Money Market Fund "Liquidity"

Posted by Jack Duval

Dec 22, 2016 8:16:00 AM

This blog post continues a series looking at liquidity in common investments such as ETFs and mutual funds.  See previous posts on high yield and the Third Avenue Focused Credit Fund.

Greek Bank Run.jpg

Bank run at the National Bank of Greece                                 


As the banks and brokers/dealers have reduced their risk appetites (and balance sheets devoted to market making/inventory) liquidity has shifted to investment funds.

This shift has occurred during a globally coordinated central bank easing/asset purchase cycle heretofore unknown in financial history.  Liquidity has not been needed because all assets (with the exception of volatility) have risen in price.

When asset prices fall, liquidity will be needed again.  With the banks and broker/dealers less willing to buy, liquidity will be at a premium.  It will be a buyers market and prices will have to fall further to entice liquidity back into the markets.

As will be explored, the potential for suspended redemptions is very real, often in places where investors least expect it.

Money Market Funds - Your Money is Safe with Us (from you)

Most investors would be surprised to learn that their money market fund has a "gate" just like a hedge fund.  Yet that is the case with the vast majority of money market funds.  In addition to a gate, most money market funds also have the ability to charge a one or two percent fee for investors to redeem their shares, if certain conditions are met.

Vanguard Prime Money Market Fund

The Vanuard Prime Money Market Fund is the second largest in the world.  Here are some excerpts from the prospectus that might surprise its investors (emphasis added):

You could lose money by investing in the Fund. Although the Fund seeks to preserve the value of your investment at $1.00 per share, it cannot guarantee it will do so. The Fund may impose a fee upon sale of your shares or may temporarily suspend your ability to sell shares if the Fund’s liquidity falls below required minimums because of market conditions or other factors. An investment in the Fund is not insured or guaranteed by the Federal Deposit Insurance Corporation or any other government agency. The Fund’s sponsor has no legal obligation to provide financial support to the Fund, and you should not expect that the sponsor will provide financial support to the Fund at any time.

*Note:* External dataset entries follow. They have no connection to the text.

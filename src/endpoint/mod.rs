//! Access to the default audio render endpoint.
//!
//! The endpoint is opened once at startup and never reopened, even if the user
//! switches the default output device later in the session.

pub mod jack;
/// In-memory endpoint for unit and integration tests; no audio hardware needed.
pub mod mock;
#[cfg(windows)]
mod wasapi;

use crate::notify::{Subscription, VolumeListener};
use jack::TopologyStep;
use std::sync::Arc;

/// Failures talking to the platform audio stack.
///
/// Only [`EndpointError::DeviceUnavailable`] and
/// [`EndpointError::NotificationRegistrationFailed`] ever leave the startup
/// path; everything else is absorbed where it happens.
#[derive(Debug, thiserror::Error)]
pub enum EndpointError {
    /// No default render endpoint, or the audio service could not be reached.
    #[error("default audio render device unavailable: {reason}")]
    DeviceUnavailable {
        /// What failed while opening the device.
        reason: String,
    },

    /// A step of the jack topology walk failed.
    #[error("jack topology query failed at {step}: {reason}")]
    TopologyQueryFailed {
        /// Which step of the walk failed.
        step: TopologyStep,
        /// Platform error text.
        reason: String,
    },

    /// The volume-change subscription could not be established.
    #[error("volume notification registration failed: {reason}")]
    NotificationRegistrationFailed {
        /// Platform error text.
        reason: String,
    },

    /// Reading or writing the master volume failed.
    #[error("master volume call failed: {reason}")]
    VolumeControl {
        /// Platform error text.
        reason: String,
    },
}

impl EndpointError {
    pub fn device_unavailable(reason: impl Into<String>) -> Self {
        Self::DeviceUnavailable {
            reason: reason.into(),
        }
    }

    pub fn topology(step: TopologyStep, reason: impl Into<String>) -> Self {
        Self::TopologyQueryFailed {
            step,
            reason: reason.into(),
        }
    }

    pub fn registration(reason: impl Into<String>) -> Self {
        Self::NotificationRegistrationFailed {
            reason: reason.into(),
        }
    }

    pub fn volume_control(reason: impl Into<String>) -> Self {
        Self::VolumeControl {
            reason: reason.into(),
        }
    }
}

/// Handle to one audio render endpoint.
///
/// Implementations are shared between the notification thread and the
/// confirmation thread, so they must be `Send + Sync`.
pub trait VolumeEndpoint: Send + Sync {
    /// Human-readable endpoint identifier for logs and `--probe`.
    fn describe(&self) -> String;

    /// Current master volume scalar.
    fn volume(&self) -> Result<f32, EndpointError>;

    /// Set the master volume scalar. Callers pass a level already inside [0, 1].
    fn set_volume(&self, level: f32) -> Result<(), EndpointError>;

    /// Whether a cable is plugged into the endpoint's output jack.
    ///
    /// Any failure while asking reads as `false`.
    fn is_jack_connected(&self) -> bool;

    /// Deliver every future volume change to `listener`.
    fn subscribe(&self, listener: Arc<dyn VolumeListener>) -> Result<Subscription, EndpointError>;
}

/// Clamp a requested level into the scalar range the platform accepts.
pub fn clamp_level(level: f32) -> f32 {
    if level.is_nan() {
        return 0.0;
    }
    level.clamp(0.0, 1.0)
}

/// Open the system default render endpoint.
#[cfg(windows)]
pub fn open_default() -> Result<Arc<dyn VolumeEndpoint>, EndpointError> {
    let endpoint = wasapi::WasapiEndpoint::open()?;
    Ok(Arc::new(endpoint))
}

/// Open the system default render endpoint.
#[cfg(not(windows))]
pub fn open_default() -> Result<Arc<dyn VolumeEndpoint>, EndpointError> {
    Err(EndpointError::device_unavailable(
        "endpoint volume control requires the Windows audio service",
    ))
}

Emergency circumstances. Vanguard funds can postpone payment of redemption proceeds for up to seven calendar days. In addition, Vanguard funds can suspend redemptions and/or postpone payments of redemption proceeds beyond seven calendar days at times when the NYSE is closed or during emergency circumstances, as determined by the SEC. In connection with a determination by the board of trustees, in accordance with Rule 22e-3 under the Investment Company Act of 1940, a money market fund may suspend redemptions and postpone payment of redemption proceeds in order to facilitate an orderly liquidation of the fund. In addition, in accordance with Rule 2a-7 under the Investment Company Act of 1940, the board of trustees of a retail or institutional money market fund may implement liquidity fees and redemption gates if a retail or institutional money market fund's weekly liquid assets fall below established thresholds.

 Discretionary liquidity fee. The Fund may impose a liquidity fee of up to 2% on all redemptions in the event that the Fund’s weekly liquid assets fall below 30% of its total assets if the Board determines that it is in the best interest of the Fund. Once the Fund has restored its weekly liquidity asset to 30% of total assets, any liquidity fee must be suspended.

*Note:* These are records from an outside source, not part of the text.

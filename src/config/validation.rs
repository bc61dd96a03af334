use super::{AppConfig, MAX_LOG_PATH_BYTES};
use anyhow::{bail, Context, Result};
use clap::Parser;
use std::path::Path;

impl AppConfig {
    /// Parse CLI arguments and validate them right away.
    pub fn parse_args() -> Result<Self> {
        let mut config = Self::parse();
        config.validate()?;
        Ok(config)
    }

    /// Check CLI values and normalize the log path.
    pub fn validate(&mut self) -> Result<()> {
        if let Some(path) = self.log_file.take() {
            let normalized = validate_log_path(&path)?;
            self.log_file = Some(normalized);
        }

        Ok(())
    }
}

/// The log file may not exist yet, but its directory must.
pub(super) fn validate_log_path(path: &Path) -> Result<std::path::PathBuf> {
    let raw = path.as_os_str();
    if raw.is_empty() {
        bail!("--log-file cannot be empty");
    }
    if raw.len() > MAX_LOG_PATH_BYTES {
        bail!("--log-file must be at most {MAX_LOG_PATH_BYTES} bytes");
    }
    if path.is_dir() {
        bail!("--log-file '{}' is a directory", path.display());
    }

    let file_name = path
        .file_name()
        .with_context(|| format!("--log-file '{}' has no file name", path.display()))?;
    let parent = match path.parent() {
        Some(parent) if !parent.as_os_str().is_empty() => parent,
        _ => Path::new("."),
    };
    let parent = parent.canonicalize().with_context(|| {
        format!(
            "--log-file directory '{}' does not exist",
            parent.display()
        )
    })?;
    Ok(parent.join(file_name))
}
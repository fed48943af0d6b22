//! Cragspider GUI
//!
//! Loads the piece catalog and AI profiles, then opens the game window.
//! `CRAGSPIDER_CONFIG` and `CRAGSPIDER_AI_CONFIG` point at YAML files that
//! replace the built-in data.

use std::env;
use std::process;
use std::sync::Arc;

use cragspider::ui::CragspiderApp;
use cragspider::{AiConfig, GameConfig};
use tracing::{error, info};
use tracing_subscriber::EnvFilter;

fn init_logging() {
    let filter = EnvFilter::try_from_default_env().unwrap_or_else(|_| {
        if env::var_os("DEBUG").is_some() {
            EnvFilter::new("debug")
        } else {
            EnvFilter::new("info")
        }
    });
    tracing_subscriber::fmt().with_env_filter(filter).init();
}

fn load_configs() -> cragspider::Result<(GameConfig, AiConfig)> {
    let game = match env::var_os("CRAGSPIDER_CONFIG") {
        Some(path) => {
            info!(path = ?path, "loading game config");
            GameConfig::load(path)?
        }
        None => GameConfig::embedded()?,
    };
    let ai = match env::var_os("CRAGSPIDER_AI_CONFIG") {
        Some(path) => {
            info!(path = ?path, "loading ai config");
            AiConfig::load(path)?
        }
        None => AiConfig::embedded()?,
    };
    Ok((game, ai))
}

fn main() -> Result<(), eframe::Error> {
    init_logging();

    // The game cannot run without its rule data
    let (config, ai_config) = match load_configs() {
        Ok(configs) => configs,
        Err(e) => {
            error!(error = %e, "failed to load configuration");
            process::exit(1);
        }
    };
    let app = match CragspiderApp::new(Arc::new(config), Arc::new(ai_config)) {
        Ok(app) => app,
        Err(e) => {
            error!(error = %e, "failed to set up the board");
            process::exit(1);
        }
    };

    let options = eframe::NativeOptions {
        viewport: egui::ViewportBuilder::default()
            .with_inner_size([1000.0, 750.0])
            .with_min_inner_size([700.0, 520.0])
            .with_title("Cragspider"),
        ..Default::default()
    };

    eframe::run_native("Cragspider", options, Box::new(|_cc| Ok(Box::new(app))))
}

 Default liquidity fee. The Fund is required to impose a liquidity fee of 1% on all redemptions in the event that the Fund’s weekly liquid assets fall below 10% of its total assets unless the Fund’s Board determines that (1) the fee is not in the best interest of the Fund or (2) a lesser/higher fee (up to 2%) is in the best interest of the Fund.

 In addition to, or in lieu of, the liquidity fee, the Fund is permitted to implement temporarily a redemption gate (i.e., suspend redemptions) if the Fund’s weekly liquid assets fall below 30% of its total assets. The gate could remain in effect for no longer than 10 days in any 90-day period. Once the Fund has restored its weekly liquidity assets to 30% of total assets, the gate must be lifted.

I am not picking on Vanguard, every money market fund (with the exception of some government money market funds), has identical language in their prospectuses.

Suitability and Alternatives to Money Market Funds

In light of the liquidity risks to holding mutual funds, it is not suitable for investors to hold all of their cash equivalents in money market funds.  Instead, investors should hold three-month Treasury bills and just roll them four times a year.  They will have a lower yield than the money market funds, but this is trivial compared to a suspension of redemptions or a two percent haircut on the proceeds.


While the losses from a one or two percent redemption fee are limited, the secondary effects of preventing clients from making investments they otherwise could have made, will be considerable.


Supervisors at banks and broker-dealers should make sure their advisors are aware of the potential gates and liquidity fees and encourage diversification out of money market funds.

Complexity Risk

While money market funds have traditionally been less complex than other investments, the new regulations have changed that.  As we have discussed here, here, and here, investment complexity is a frequent destroyer of capital.

For money market funds, investors can be harmed by market events unrelated to the money market fund they hold.  For example, a Bloomberg stress test on the Vanguard Prime Money Market Fund shows that another Russian Financial Crisis would hit the fund's P&L for 1.32 percent.  This is enough to break the buck and/or require the fund to close the gate or implement liquidity fees.

Vanguard Prime MM - BBG Stress Test.gif

If you think this is an extreme event, consider that it is merely a "18-year storm".



 For information about securities expert Jack Duval, click here.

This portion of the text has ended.